[Items from a dataset]
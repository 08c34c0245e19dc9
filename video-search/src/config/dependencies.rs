//! Dependency initialization and wiring for the video search service.

use std::net::{IpAddr, SocketAddr};
use std::sync::Arc;
use std::time::Duration;
use tokio::time::sleep;
use tracing::{info, warn};

use video_search_repository::{DocumentStore, IndexConfig, OpenSearchProvider};

use crate::config::{env_list, env_or, env_parse};
use crate::consumer::KafkaConsumer;
use crate::federation::{QueryConfig, QueryEngine};
use crate::indexes::{CreatorsIndex, VideosIndex};
use crate::orchestrator::Orchestrator;
use crate::processor::EventProcessor;
use crate::provisioner::IndexProvisioner;
use crate::sync::SyncConfig;
use crate::IndexingError;

/// Default OpenSearch URL.
const DEFAULT_OPENSEARCH_URL: &str = "http://localhost:9200";

/// Default Kafka broker address.
const DEFAULT_KAFKA_BROKER: &str = "localhost:9092";

/// Default Kafka consumer group ID.
const DEFAULT_KAFKA_GROUP_ID: &str = "video-search";

/// Default Kafka topics.
const DEFAULT_KAFKA_TOPICS: &str = "video-search.events";

/// Default connection retry interval in seconds.
const DEFAULT_RETRY_INTERVAL_SECS: u64 = 15;

const DEFAULT_HTTP_HOST: &str = "0.0.0.0";
const DEFAULT_HTTP_PORT: u16 = 8080;

/// Connection mode for OpenSearch.
#[derive(Debug, Clone, Copy, PartialEq, Eq)]
pub enum ConnectionMode {
    /// Fail immediately if connection fails.
    FailFast,
    /// Retry connection at a fixed interval until successful.
    Retry,
}

impl ConnectionMode {
    /// Parse a connection mode. Valid values are "fail-fast" and "retry" (case-insensitive).
    fn parse(raw: &str) -> Option<Self> {
        match raw.trim().to_lowercase().as_str() {
            "fail-fast" | "failfast" | "fail_fast" => Some(Self::FailFast),
            "retry" => Some(Self::Retry),
            _ => None,
        }
    }

    /// Read `OPENSEARCH_CONNECTION_MODE`, defaulting to "retry" if unset or invalid.
    fn from_env() -> Self {
        let raw = env_or("OPENSEARCH_CONNECTION_MODE", "retry");
        Self::parse(&raw).unwrap_or_else(|| {
            warn!("Invalid OPENSEARCH_CONNECTION_MODE, defaulting to 'retry'");
            Self::Retry
        })
    }
}

/// Container for all initialized dependencies.
pub struct Dependencies {
    /// The configured orchestrator ready to run.
    pub orchestrator: Orchestrator,
    /// The query engine served over HTTP.
    pub query_engine: QueryEngine,
    /// Address the HTTP server binds to.
    pub http_addr: SocketAddr,
}

impl Dependencies {
    /// Initialize all dependencies from environment variables.
    ///
    /// # Environment Variables
    ///
    /// - `OPENSEARCH_URL`: OpenSearch server URL (default: http://localhost:9200)
    /// - `OPENSEARCH_CONNECTION_MODE`: "fail-fast" or "retry" (default: retry)
    /// - `OPENSEARCH_RETRY_INTERVAL_SECS`: Retry interval in seconds (default: 15)
    /// - `INDEX_VERSION`: Physical index version number (default: 0)
    /// - `KAFKA_BROKER`: Kafka broker address (default: localhost:9092)
    /// - `KAFKA_GROUP_ID`: Consumer group ID (default: video-search)
    /// - `KAFKA_TOPICS`: Comma separated topics (default: video-search.events)
    /// - `HTTP_HOST` / `HTTP_PORT`: HTTP bind address (default: 0.0.0.0:8080)
    /// - `SEARCH_STATUS_FILTER`, `METRICS_STALENESS_GUARD`, `RECOMPUTE_TAGS_ON_UPDATE`
    ///
    /// The indexes are provisioned before anything else is built. Provisioning failure is
    /// fatal.
    pub async fn new() -> Result<Self, IndexingError> {
        let opensearch_url = env_or("OPENSEARCH_URL", DEFAULT_OPENSEARCH_URL);
        let kafka_broker = env_or("KAFKA_BROKER", DEFAULT_KAFKA_BROKER);
        let kafka_group_id = env_or("KAFKA_GROUP_ID", DEFAULT_KAFKA_GROUP_ID);
        let kafka_topics = env_list("KAFKA_TOPICS", DEFAULT_KAFKA_TOPICS);
        let connection_mode = ConnectionMode::from_env();
        let retry_interval =
            env_parse("OPENSEARCH_RETRY_INTERVAL_SECS", DEFAULT_RETRY_INTERVAL_SECS);
        let index_version = env_parse("INDEX_VERSION", 0u32);
        let http_addr = Self::http_addr()?;
        let sync_config = SyncConfig::from_env();
        let query_config = QueryConfig::from_env();

        info!(
            opensearch_url = %opensearch_url,
            kafka_broker = %kafka_broker,
            kafka_group_id = %kafka_group_id,
            kafka_topics = ?kafka_topics,
            connection_mode = ?connection_mode,
            retry_interval_secs = retry_interval,
            index_version = index_version,
            http_addr = %http_addr,
            sync_config = ?sync_config,
            status_filter = ?query_config.status_filter,
            "Initializing dependencies"
        );

        let provider = Self::connect_to_opensearch(
            &opensearch_url,
            IndexConfig::new(index_version),
            connection_mode,
            Duration::from_secs(retry_interval),
        )
        .await?;

        info!("OpenSearch connection established");

        let store: Arc<dyn DocumentStore> = Arc::new(provider);

        IndexProvisioner::new(store.clone())
            .provision()
            .await
            .map_err(|e| IndexingError::provisioning(e.to_string()))?;

        let consumer = KafkaConsumer::new(&kafka_broker, &kafka_group_id, kafka_topics)
            .map_err(|e| IndexingError::config(format!("Failed to create Kafka consumer: {}", e)))?;

        info!("Kafka consumer created");

        let processor = EventProcessor::new(store.clone(), sync_config);
        let orchestrator = Orchestrator::new(Arc::new(consumer), processor);

        let query_engine = QueryEngine::new(
            VideosIndex::new(store.clone()),
            CreatorsIndex::new(store),
            query_config,
        );

        Ok(Self {
            orchestrator,
            query_engine,
            http_addr,
        })
    }

    fn http_addr() -> Result<SocketAddr, IndexingError> {
        let host = env_or("HTTP_HOST", DEFAULT_HTTP_HOST);
        let port = env_parse("HTTP_PORT", DEFAULT_HTTP_PORT);
        let ip: IpAddr = host
            .parse()
            .map_err(|e| IndexingError::config(format!("Invalid HTTP_HOST '{}': {}", host, e)))?;
        Ok(SocketAddr::new(ip, port))
    }

    /// Connect to OpenSearch with retry logic based on connection mode.
    async fn connect_to_opensearch(
        url: &str,
        index_config: IndexConfig,
        mode: ConnectionMode,
        retry_interval: Duration,
    ) -> Result<OpenSearchProvider, IndexingError> {
        loop {
            match Self::try_connect_opensearch(url, index_config.clone()).await {
                Ok(provider) => return Ok(provider),
                Err(e) => match mode {
                    ConnectionMode::FailFast => {
                        return Err(IndexingError::config(format!(
                            "Failed to connect to OpenSearch: {}",
                            e
                        )));
                    }
                    ConnectionMode::Retry => {
                        warn!(
                            opensearch_url = %url,
                            error = %e,
                            retry_interval_secs = retry_interval.as_secs(),
                            "Failed to connect to OpenSearch, retrying..."
                        );
                        sleep(retry_interval).await;
                    }
                },
            }
        }
    }

    /// Create the provider and check that the cluster answers.
    async fn try_connect_opensearch(
        url: &str,
        index_config: IndexConfig,
    ) -> Result<OpenSearchProvider, IndexingError> {
        let provider = OpenSearchProvider::new(url, index_config)
            .await
            .map_err(|e| {
                IndexingError::config(format!("Failed to create OpenSearch provider: {}", e))
            })?;

        provider
            .ping()
            .await
            .map_err(|e| IndexingError::config(format!("OpenSearch ping failed: {}", e)))?;

        Ok(provider)
    }
}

▸ WHAT NEEDS TO BE DONE
The records given above are to be repeated in full, exactly.

▸ EXERCISE SOLUTION
repository 08c34c0245e19dc9
filename video-search/src/config/dependencies.rs
//! Dependency initialization and wiring for the video search service.

use std::net::{IpAddr, SocketAddr};
use std::sync::Arc;
use std::time::Duration;
use tokio::time::sleep;
use tracing::{info, warn};

use video_search_repository::{DocumentStore, IndexConfig, OpenSearchProvider};

use crate::config::{env_list, env_or, env_parse};
use crate::consumer::KafkaConsumer;
use crate::federation::{QueryConfig, QueryEngine};
use crate::indexes::{CreatorsIndex, VideosIndex};
use crate::orchestrator::Orchestrator;
use crate::processor::EventProcessor;
use crate::provisioner::IndexProvisioner;
use crate::sync::SyncConfig;
use crate::IndexingError;

/// Default OpenSearch URL.
const DEFAULT_OPENSEARCH_URL: &str = "http://localhost:9200";

/// Default Kafka broker address.
const DEFAULT_KAFKA_BROKER: &str = "localhost:9092";

/// Default Kafka consumer group ID.
const DEFAULT_KAFKA_GROUP_ID: &str = "video-search";

/// Default Kafka topics.
const DEFAULT_KAFKA_TOPICS: &str = "video-search.events";

/// Default connection retry interval in seconds.
const DEFAULT_RETRY_INTERVAL_SECS: u64 = 15;

const DEFAULT_HTTP_HOST: &str = "0.0.0.0";
const DEFAULT_HTTP_PORT: u16 = 8080;

/// Connection mode for OpenSearch.
#[derive(Debug, Clone, Copy, PartialEq, Eq)]
pub enum ConnectionMode {
    /// Fail immediately if connection fails.
    FailFast,
    /// Retry connection at a fixed interval until successful.
    Retry,
}

impl ConnectionMode {
    /// Parse a connection mode. Valid values are "fail-fast" and "retry" (case-insensitive).
    fn parse(raw: &str) -> Option<Self> {
        match raw.trim().to_lowercase().as_str() {
            "fail-fast" | "failfast" | "fail_fast" => Some(Self::FailFast),
            "retry" => Some(Self::Retry),
            _ => None,
        }
    }

    /// Read `OPENSEARCH_CONNECTION_MODE`, defaulting to "retry" if unset or invalid.
    fn from_env() -> Self {
        let raw = env_or("OPENSEARCH_CONNECTION_MODE", "retry");
        Self::parse(&raw).unwrap_or_else(|| {
            warn!("Invalid OPENSEARCH_CONNECTION_MODE, defaulting to 'retry'");
            Self::Retry
        })
    }
}

/// Container for all initialized dependencies.
pub struct Dependencies {
    /// The configured orchestrator ready to run.
    pub orchestrator: Orchestrator,
    /// The query engine served over HTTP.
    pub query_engine: QueryEngine,
    /// Address the HTTP server binds to.
    pub http_addr: SocketAddr,
}

impl Dependencies {
    /// Initialize all dependencies from environment variables.
    ///
    /// # Environment Variables
    ///
    /// - `OPENSEARCH_URL`: OpenSearch server URL (default: http://localhost:9200)
    /// - `OPENSEARCH_CONNECTION_MODE`: "fail-fast" or "retry" (default: retry)
    /// - `OPENSEARCH_RETRY_INTERVAL_SECS`: Retry interval in seconds (default: 15)
    /// - `INDEX_VERSION`: Physical index version number (default: 0)
    /// - `KAFKA_BROKER`: Kafka broker address (default: localhost:9092)
    /// - `KAFKA_GROUP_ID`: Consumer group ID (default: video-search)
    /// - `KAFKA_TOPICS`: Comma separated topics (default: video-search.events)
    /// - `HTTP_HOST` / `HTTP_PORT`: HTTP bind address (default: 0.0.0.0:8080)
    /// - `SEARCH_STATUS_FILTER`, `METRICS_STALENESS_GUARD`, `RECOMPUTE_TAGS_ON_UPDATE`
    ///
    /// The indexes are provisioned before anything else is built. Provisioning failure is
    /// fatal.
    pub async fn new() -> Result<Self, IndexingError> {
        let opensearch_url = env_or("OPENSEARCH_URL", DEFAULT_OPENSEARCH_URL);
        let kafka_broker = env_or("KAFKA_BROKER", DEFAULT_KAFKA_BROKER);
        let kafka_group_id = env_or("KAFKA_GROUP_ID", DEFAULT_KAFKA_GROUP_ID);
        let kafka_topics = env_list("KAFKA_TOPICS", DEFAULT_KAFKA_TOPICS);
        let connection_mode = ConnectionMode::from_env();
        let retry_interval =
            env_parse("OPENSEARCH_RETRY_INTERVAL_SECS", DEFAULT_RETRY_INTERVAL_SECS);
        let index_version = env_parse("INDEX_VERSION", 0u32);
        let http_addr = Self::http_addr()?;
        let sync_config = SyncConfig::from_env();
        let query_config = QueryConfig::from_env();

        info!(
            opensearch_url = %opensearch_url,
            kafka_broker = %kafka_broker,
            kafka_group_id = %kafka_group_id,
            kafka_topics = ?kafka_topics,
            connection_mode = ?connection_mode,
            retry_interval_secs = retry_interval,
            index_version = index_version,
            http_addr = %http_addr,
            sync_config = ?sync_config,
            status_filter = ?query_config.status_filter,
            "Initializing dependencies"
        );

        let provider = Self::connect_to_opensearch(
            &opensearch_url,
            IndexConfig::new(index_version),
            connection_mode,
            Duration::from_secs(retry_interval),
        )
        .await?;

        info!("OpenSearch connection established");

        let store: Arc<dyn DocumentStore> = Arc::new(provider);

        IndexProvisioner::new(store.clone())
            .provision()
            .await
            .map_err(|e| IndexingError::provisioning(e.to_string()))?;

        let consumer = KafkaConsumer::new(&kafka_broker, &kafka_group_id, kafka_topics)
            .map_err(|e| IndexingError::config(format!("Failed to create Kafka consumer: {}", e)))?;

        info!("Kafka consumer created");

        let processor = EventProcessor::new(store.clone(), sync_config);
        let orchestrator = Orchestrator::new(Arc::new(consumer), processor);

        let query_engine = QueryEngine::new(
            VideosIndex::new(store.clone()),
            CreatorsIndex::new(store),
            query_config,
        );

        Ok(Self {
            orchestrator,
            query_engine,
            http_addr,
        })
    }

    fn http_addr() -> Result<SocketAddr, IndexingError> {
        let host = env_or("HTTP_HOST", DEFAULT_HTTP_HOST);
        let port = env_parse("HTTP_PORT", DEFAULT_HTTP_PORT);
        let ip: IpAddr = host
            .parse()
            .map_err(|e| IndexingError::config(format!("Invalid HTTP_HOST '{}': {}", host, e)))?;
        Ok(SocketAddr::new(ip, port))
    }

    /// Connect to OpenSearch with retry logic based on connection mode.
    async fn connect_to_opensearch(
        url: &str,
        index_config: IndexConfig,
        mode: ConnectionMode,
        retry_interval: Duration,
    ) -> Result<OpenSearchProvider, IndexingError> {
        loop {
            match Self::try_connect_opensearch(url, index_config.clone()).await {
                Ok(provider) => return Ok(provider),
                Err(e) => match mode {
                    ConnectionMode::FailFast => {
                        return Err(IndexingError::config(format!(
                            "Failed to connect to OpenSearch: {}",
                            e
                        )));
                    }
                    ConnectionMode::Retry => {
                        warn!(
                            opensearch_url = %url,
                            error = %e,
                            retry_interval_secs = retry_interval.as_secs(),
                            "Failed to connect to OpenSearch, retrying..."
                        );
                        sleep(retry_interval).await;
                    }
                },
            }
        }
    }

    /// Create the provider and check that the cluster answers.
    async fn try_connect_opensearch(
        url: &str,
        index_config: IndexConfig,
    ) -> Result<OpenSearchProvider, IndexingError> {
        let provider = OpenSearchProvider::new(url, index_config)
            .await
            .map_err(|e| {
                IndexingError::config(format!("Failed to create OpenSearch provider: {}", e))
            })?;

        provider
            .ping()
            .await
            .map_err(|e| IndexingError::config(format!("OpenSearch ping failed: {}", e)))?;

        Ok(provider)
    }
}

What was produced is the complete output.